Dans ce nouvel article, nous faisons le point avec toi sur la notion de marchandise chez Karl Marx, élément important de ton programme de philosophie de terminale.
Nous vivons dans des sociétés capitalistes, qui apparaissent comme de “gigantesques collections de marchandises”. Cependant, à bien y regarder, ce concept de marchandise est bien mystérieux. En particulier, le concept auquel il se rattache, celui de valeur, apparaît toujours de façon biface : à la fois comme valeur d’usage, dans la manière dont nous consommons la marchandise, et comme valeur d’échange, dans la manière dont nous l’échangeons contre de l’argent.
C’est ainsi que Karl Marx ouvre son ouvrage intitulé le Capital : l’étude de la marchandise est en effet rendu nécessaire par son statut d’élément primordial pour les sociétés capitalistes.

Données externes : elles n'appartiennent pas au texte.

//! One pass of the pipeline: graph and endpoints in, nginx files out.

use crate::config::Config;
use crate::metrics_defs::{
    BUILD_DURATION, BUILD_UPSTREAMS, FILES_WRITTEN, GENERATE_DURATION, GENERATE_FILES,
    RESOLVE_FAILURES,
};
use dataplane::errors::GraphError;
use dataplane::graph::Graph;
use dataplane::{BuildError, build_configuration};
use nginx_config::{CONFIG_FOLDERS, FileError, FileManager, GenerateError, Generator};
use resolver::{DirectoryError, ServiceResolverImpl, StaticDirectory};
use shared::{counter, gauge, histogram};
use std::fs;
use std::path::Path;
use std::time::Instant;
use tracing::{debug, info, warn};

#[derive(thiserror::Error, Debug)]
pub enum RunError {
    #[error("could not load graph: {0}")]
    Graph(#[from] GraphError),
    #[error("could not load endpoints: {0}")]
    Endpoints(#[from] DirectoryError),
    #[error("could not build configuration: {0}")]
    Build(#[from] BuildError),
    #[error("could not generate configuration: {0}")]
    Generate(#[from] GenerateError),
    #[error("could not write configuration: {0}")]
    Write(#[from] FileError),
}

pub struct RunArgs<'a> {
    pub graph: &'a Path,
    pub endpoints: &'a Path,
    pub version: u64,
    /// Generate without touching the output directory.
    pub dry_run: bool,
}

#[derive(Debug, PartialEq, Eq)]
pub struct Summary {
    pub files: usize,
    pub resolve_failures: usize,
}

pub fn run(config: &Config, args: &RunArgs<'_>) -> Result<Summary, RunError> {
    let graph = Graph::from_file(args.graph)?;
    let directory = StaticDirectory::from_file(args.endpoints)?;
    debug!(services = directory.service_count(), "Loaded endpoint directory");
    let service_resolver = ServiceResolverImpl::new(directory);

    let start = Instant::now();
    let conf = build_configuration(&graph, &service_resolver, args.version)?;
    histogram!(BUILD_DURATION).record(start.elapsed().as_secs_f64());

    let upstreams = conf.upstreams.iter().chain(&conf.stream_upstreams);
    gauge!(BUILD_UPSTREAMS).set(upstreams.clone().count() as f64);

    let mut resolve_failures = 0;
    for upstream in upstreams.filter(|u| !u.error_msg.is_empty()) {
        warn!(
            upstream = %upstream.name,
            error = %upstream.error_msg,
            "Could not resolve endpoints"
        );
        resolve_failures += 1;
    }
    counter!(RESOLVE_FAILURES).increment(resolve_failures as u64);

    let start = Instant::now();
    let generator = Generator::new(config.generator.plus, config.generator.usage_report.clone());
    let files = generator.generate(&conf)?;
    histogram!(GENERATE_DURATION).record(start.elapsed().as_secs_f64());
    gauge!(GENERATE_FILES).set(files.len() as f64);

    if args.dry_run {
        for file in &files {
            info!(
                path = %file.path,
                bytes = file.content.len(),
                file_type = %file.file_type,
                "Would write file"
            );
        }
    } else {
        let mut manager = FileManager::new(config.output.root.clone())?;
        create_config_folders(&manager)?;
        manager.replace_files(&files)?;
        for file in &files {
            counter!(FILES_WRITTEN, "file_type" => file.file_type.as_str()).increment(1);
        }
    }

    info!(
        version = args.version,
        files = files.len(),
        resolve_failures,
        dry_run = args.dry_run,
        "Generated nginx configuration"
    );

    Ok(Summary {
        files: files.len(),
        resolve_failures,
    })
}

/// Nginx includes every folder, so they exist even when nothing is written
/// to them.
fn create_config_folders(manager: &FileManager) -> Result<(), FileError> {
    for folder in CONFIG_FOLDERS {
        let path = manager.resolve(folder);
        fs::create_dir_all(&path).map_err(|source| FileError::Create { path, source })?;
    }
    Ok(())
}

Le double statut de la marchandise
La marchandise se présente à première vue comme une chose capable de satisfaire un besoin humain. Par exemple, la nourriture achetée sert à se nourrir. C’est le côté de son utilité, de sa valeur d’usage, de sa qualité. Mais aussi, la marchandise a une certaine valeur quantitative. C’est cette valeur quantitative qui entre en jeu dans l’échange de marchandises, par exemple lorsque l’on échange 20 aunes de toile contre un habit. La marchandise est donc biface : elle présente à la fois une valeur d’usage et une valeur d’échange.
On remarque la valeur d’usage concerne la marchandise comme prise individuellement, ou dans son rapport avec l’homme qui la consomme. La valeur d’échange, elle, concerne la marchandise en tant qu’elle est en rapport avec d’autres marchandises, au sein d’un marché, où elles sont évaluées les unes par rapport aux autres.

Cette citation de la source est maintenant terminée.